Monday, January 5, 2015

Banks and Their Debt Collection Fraud

The conventional wisdom has held that banks that issue credit cards must charge large rates of interest in order to cover losses on unpaid debts.  It is presumably not cost effective to try and collect large numbers of small unpaid balances.  That may have been true in the past, but never underestimate the ingenuity of those who are after a quick buck.

As an indication that something new has been afoot in the banking world, consider this article from Reuters (3/2013): States probing top U.S. banks over debt collection.

“The largest U.S. banks face a multi-state investigation into whether they helped debt collectors pursue faulty judgments against credit card customers, according to people familiar with the matter.”

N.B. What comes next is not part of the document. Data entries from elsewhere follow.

#[cfg(test)]
mod tests {
    use super::*;
    use crate::actions::{ActionSpec, Effect};
    use crate::pipeline::PipelineFile;
    use crate::testing::Fixture;
    use std::sync::atomic::AtomicUsize;
    use std::sync::Mutex;
    use tokio::time::Instant;

    fn services(fx: &Fixture, actions: ActionSet) -> Services {
        Services {
            keeper: fx.keeper.clone(),
            actions: Arc::new(actions),
            connector: Arc::new(fx.cloud.clone()),
        }
    }

    fn pipelines(text: &str) -> Vec<Pipeline> {
        PipelineFile::parse(text).unwrap().pipelines
    }

    #[tokio::test(start_paused = true)]
    async fn rotation_invokes_every_repetition_within_its_period() {
        let calls = Mutex::new(Vec::new());
        let start = Instant::now();
        let tally = rotate(
            || {
                calls.lock().unwrap().push(Instant::now());
                async { Ok(Outcome::Changed("x".into())) }
            },
            Rate::new(10.0, 5, 2).unwrap(),
            &Shutdown::new(),
        )
        .await
        .unwrap();

        assert_eq!(tally.invoked, 10);
        assert_eq!(tally.changed, 10);
        let calls = calls.into_inner().unwrap();
        assert_eq!(calls.len(), 10);
        for pair in calls.windows(2) {
            assert!(pair[1] - pair[0] <= Duration::from_secs(2));
        }
        assert!(calls[5] - calls[0] <= Duration::from_secs(10));
        assert!(start.elapsed() <= Duration::from_secs(20));
    }

    #[tokio::test(start_paused = true)]
    async fn rotation_stops_when_shutdown_fires() {
        let shutdown = Shutdown::new();
        let count = AtomicUsize::new(0);
        let tally = rotate(
            || {
                if count.fetch_add(1, Ordering::SeqCst) == 2 {
                    shutdown.trigger();
                }
                async { Ok(Outcome::Skipped("nothing".into())) }
            },
            Rate::new(100.0, 10, 1).unwrap(),
            &shutdown,
        )
        .await
        .unwrap();
        assert_eq!(tally.invoked, 3);
        assert_eq!(tally.skipped, 3);
    }

    #[tokio::test(start_paused = true)]
    async fn shutdown_interrupts_a_pause() {
        let shutdown = Shutdown::new();
        let trigger = shutdown.clone();
        tokio::spawn(async move {
            tokio::time::sleep(Duration::from_secs(1)).await;
            trigger.trigger();
        });
        let start = Instant::now();
        assert!(!pause(Duration::from_secs(3600), &shutdown).await);
        assert!(start.elapsed() < Duration::from_secs(3600));
    }

    #[tokio::test(start_paused = true)]
    async fn rotation_returns_the_first_error() {
        let count = AtomicUsize::new(0);
        let result = rotate(
            || {
                let n = count.fetch_add(1, Ordering::SeqCst);
                async move {
                    match n {
                        0 => Ok(Outcome::Changed("x".into())),
                        _ => Err(SpamError::storage("disk full")),
                    }
                }
            },
            Rate::new(1.0, 3, 3).unwrap(),
            &Shutdown::new(),
        )
        .await;
        assert!(matches!(result, Err(SpamError::Storage(_))));
        assert_eq!(count.load(Ordering::SeqCst), 2);
    }

    #[test]
    fn random_pause_stays_in_bounds() {
        let max = Duration::from_millis(250);
        for _ in 0..100 {
            assert!(random_pause(max) <= max);
        }
        assert_eq!(random_pause(Duration::ZERO), Duration::ZERO);
    }

    #[tokio::test(start_paused = true)]
    async fn dependent_step_skips_until_its_dependency_exists() {
        let fx = Fixture::new();
        let mut sim = Simulator::new(
            pipelines(
                "storage:\n  volumes:\n    create: [60, 3, 2]\n    attach: [1, 2, 1]\nidentity:\n  projects:\n    create: [10, 2, 1]\n",
            ),
            services(&fx, ActionSet::default()),
        )
        .unwrap();
        assert_eq!(sim.state(), SimulatorState::Loaded);

        let report = sim.run().await.unwrap();
        assert_eq!(sim.state(), SimulatorState::Completed);
        assert_eq!(report.branches.len(), 2);

        let storage = &report.branches[0];
        assert_eq!(storage.collection, Collection::Storage);
        assert_eq!(storage.principal.as_deref(), Some("admin"));
        assert_eq!(storage.steps[0].action, "volumes/create");
        assert_eq!(storage.steps[0].tally.created, 6);
        assert_eq!(storage.steps[1].tally.skipped, 2);
        assert!(!storage.interrupted);

        assert_eq!(report.branches[1].steps[0].tally.created, 2);
        assert_eq!(report.total().invoked, 10);
        assert_eq!(fx.store.len(&ResourceKind::Volume.namespace()).unwrap(), 6);
        // every volume is released after the skipped attaches
        for (_, record) in fx.store.entries(&ResourceKind::Volume.namespace()).unwrap() {
            assert_eq!(record.used(), Some(false));
        }
    }

    #[tokio::test(start_paused = true)]
    async fn claimed_user_is_released_after_the_run() {
        let fx = Fixture::new();
        let mut sim = Simulator::new(
            pipelines("image:\n  images:\n    create: [1, 1, 1]\n"),
            services(&fx, ActionSet::default()),
        )
        .unwrap();
        let report = sim.run().await.unwrap();
        assert_eq!(report.branches[0].principal.as_deref(), Some("admin"));
        for (_, record) in fx.store.entries(&ResourceKind::User.namespace()).unwrap() {
            assert_eq!(record.used(), Some(false));
        }
        assert!(sim.run().await.is_err());
    }

    #[tokio::test(start_paused = true)]
    async fn unknown_action_fails_before_running() {
        let fx = Fixture::new();
        let result = Simulator::new(
            pipelines("storage:\n  volumes:\n    explode: [1, 1, 1]\n"),
            services(&fx, ActionSet::default()),
        );
        assert!(matches!(result, Err(SpamError::UnknownAction(_))));
    }

    #[tokio::test(start_paused = true)]
    async fn fatal_error_stops_the_run() {
        let fx = Fixture::new();
        let actions = ActionSet::new(vec![ActionSpec {
            kind: ResourceKind::Volume,
            verb: "corrupt",
            handler: |_| Err(SpamError::storage("disk full")),
            effect: Effect::None,
        }]);
        let mut sim = Simulator::new(
            pipelines("storage:\n  volumes:\n    corrupt: [1, 5, 5]\n"),
            services(&fx, actions),
        )
        .unwrap();
        let shutdown = sim.shutdown_handle();
        assert!(matches!(sim.run().await, Err(SpamError::Storage(_))));
        assert!(shutdown.is_triggered());
    }

    #[tokio::test(start_paused = true)]
    #[should_panic(expected = "handler exploded")]
    async fn handler_panic_reaches_the_caller() {
        let fx = Fixture::new();
        let actions = ActionSet::new(vec![ActionSpec {
            kind: ResourceKind::Volume,
            verb: "explode",
            handler: |_| panic!("handler exploded"),
            effect: Effect::None,
        }]);
        let mut sim = Simulator::new(
            pipelines("storage:\n  volumes:\n    explode: [1, 1, 1]\n"),
            services(&fx, actions),
        )
        .unwrap();
        let _ = sim.run().await;
    }

    #[tokio::test(start_paused = true)]
    async fn triggered_shutdown_marks_branches_interrupted() {
        let fx = Fixture::new();
        let mut sim = Simulator::new(
            pipelines("storage:\n  volumes:\n    create: [3600, 100, 100]\n"),
            services(&fx, ActionSet::default()),
        )
        .unwrap();
        let shutdown = sim.shutdown_handle();
        let stopper = tokio::spawn(async move {
            tokio::time::sleep(Duration::from_secs(120)).await;
            shutdown.trigger();
        });
        let report = sim.run().await.unwrap();
        stopper.await.unwrap();
        assert!(report.branches[0].interrupted);
        assert!(report.branches[0].steps[0].tally.invoked < 10_000);
    }
}
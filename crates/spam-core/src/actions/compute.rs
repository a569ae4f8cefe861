use rand::seq::SliceRandom;
use serde_json::{json, Value};

use super::{attrs, create_named, delete_random, empty, rename, ActionContext, ActionSpec, Effect, Outcome};
use crate::error::Result;
use crate::keeper::Probe;
use crate::types::ResourceKind;

const FLAVOR_RAM_MB: &[u64] = &[64, 128, 256, 512];

pub(super) fn actions() -> Vec<ActionSpec> {
    vec![
        action! {
            kind: ResourceKind::Flavor,
            verb: "create",
            handler: create_flavor,
            effect: Effect::Register(ResourceKind::Flavor)
        },
        action! {
            kind: ResourceKind::Flavor,
            verb: "delete",
            handler: |ctx| delete_random(ctx, ResourceKind::Flavor),
            effect: Effect::Deregister(ResourceKind::Flavor)
        },
        action! {
            kind: ResourceKind::Server,
            verb: "create",
            handler: create_server,
            effect: Effect::Register(ResourceKind::Server)
        },
        action! {
            kind: ResourceKind::Server,
            verb: "update",
            handler: |ctx| rename(ctx, ResourceKind::Server),
            effect: Effect::Register(ResourceKind::Server)
        },
        action! {
            kind: ResourceKind::Server,
            verb: "delete",
            handler: |ctx| delete_random(ctx, ResourceKind::Server),
            effect: Effect::Deregister(ResourceKind::Server)
        },
    ]
}

fn create_flavor(ctx: &ActionContext<'_>) -> Result<Outcome> {
    let ram = FLAVOR_RAM_MB
        .choose(&mut rand::thread_rng())
        .copied()
        .unwrap_or(64);
    create_named(ctx, ResourceKind::Flavor, |_| {
        attrs(json!({ "ram": ram, "vcpus": 1, "disk": 1 }))
    })
}

/// A server from a random tracked image and flavor, plugged into any
/// network that has at least one subnet.
fn create_server(ctx: &ActionContext<'_>) -> Result<Outcome> {
    let image_id = ctx.pick(ResourceKind::Image)?;
    let image = ctx.lookup(ResourceKind::Image, &image_id)?;
    let flavor_id = ctx.pick(ResourceKind::Flavor)?;
    let flavor = ctx.lookup(ResourceKind::Flavor, &flavor_id)?;

    let networks = ctx.keeper.query(
        ctx.cloud,
        ResourceKind::Network,
        Probe::Children {
            kind: ResourceKind::Subnet,
            parent_key: "network_id",
        },
        |subnets| subnets.as_array().is_some_and(|s| !s.is_empty()),
    );
    let network = networks
        .choose(&mut rand::thread_rng())
        .ok_or_else(|| empty(ResourceKind::Network))?;

    create_named(ctx, ResourceKind::Server, |_| {
        attrs(json!({
            "imageRef": image.id,
            "flavorRef": flavor.id,
            "networks": [{ "uuid": network.id }],
            "metadata": Value::Object(Default::default()),
        }))
    })
}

“At issue is whether weak record-keeping by banks or a failure to pass accurate information to collection agencies harmed consumers.”

“The allegations against the banks echo those central to last year's $25 billion federal-state mortgage settlement to resolve charges that the banks "robo-signed" documents and pursued foreclosures with faulty information.”

“This latest probe targets the same banks, including Bank of America, JPMorgan Chase, Citigroup and Wells Fargo, said the sources who spoke on condition of anonymity because the investigations are continuing.”

Matt Taibbi discusses the new mechanics of debt collection in his book The Divide: American Injustice in the Age ofthe Wealth Gap.  In a chapter appropriately titled Big Frauds he considers the practices of Chase Bank and focuses on the story of Linda Almonte a former employee who was fired for pointing out to her supervisors that they were distributing data to debt purchasers that was incorrect.

“The law is, of course, supposed to be precise, and civil lawsuits are designed to be careful, evidenced-based determinations of right and wrong, liability and no liability.  But the business of credit card litigation by its very nature has to be half-assed, brutal, reckless, and stupid.  The business model just doesn’t work otherwise.  The giant consumer credit merchants like Chase who file lawsuits against card holders by the tens of thousands couldn’t even begin to make real money, real margins, if they had to do anything like real legal work or meet anything like a real evidentiary standard.”

Chase, and other banks, decided that by mass producing legal motions they could do essentially no work, legal or otherwise, and still win enough cases to turn a profit.  They could pursue this path with their own collection of collaborating law firms, or resell the debt at a discount and let the debt purchasers play the game with their own herd of law firms.

“The system is really a game of mathematical probabilities that the companies have built around the high probability of obtaining uncontested legal judgments.”

The first play in the game is to have a computer create an affidavit form based on whatever information exists in the bank’s database.

“When a bank like Chase goes into court to sue a credit card holder, it must formally list the facts of the case: who owes what, how long the amount has been owed, when the account was opened, and so on.  The procedures in every state are different, but at some point in the process, all states require an affidavit from the bank as asserting these facts.  The same process holds true, incidentally, for foreclosure filings.  The filings for all these court actions, be they credit card default suits or home foreclosures, include affidavits in which an ostensibly authoritative bank executive attests to the facts of the case.”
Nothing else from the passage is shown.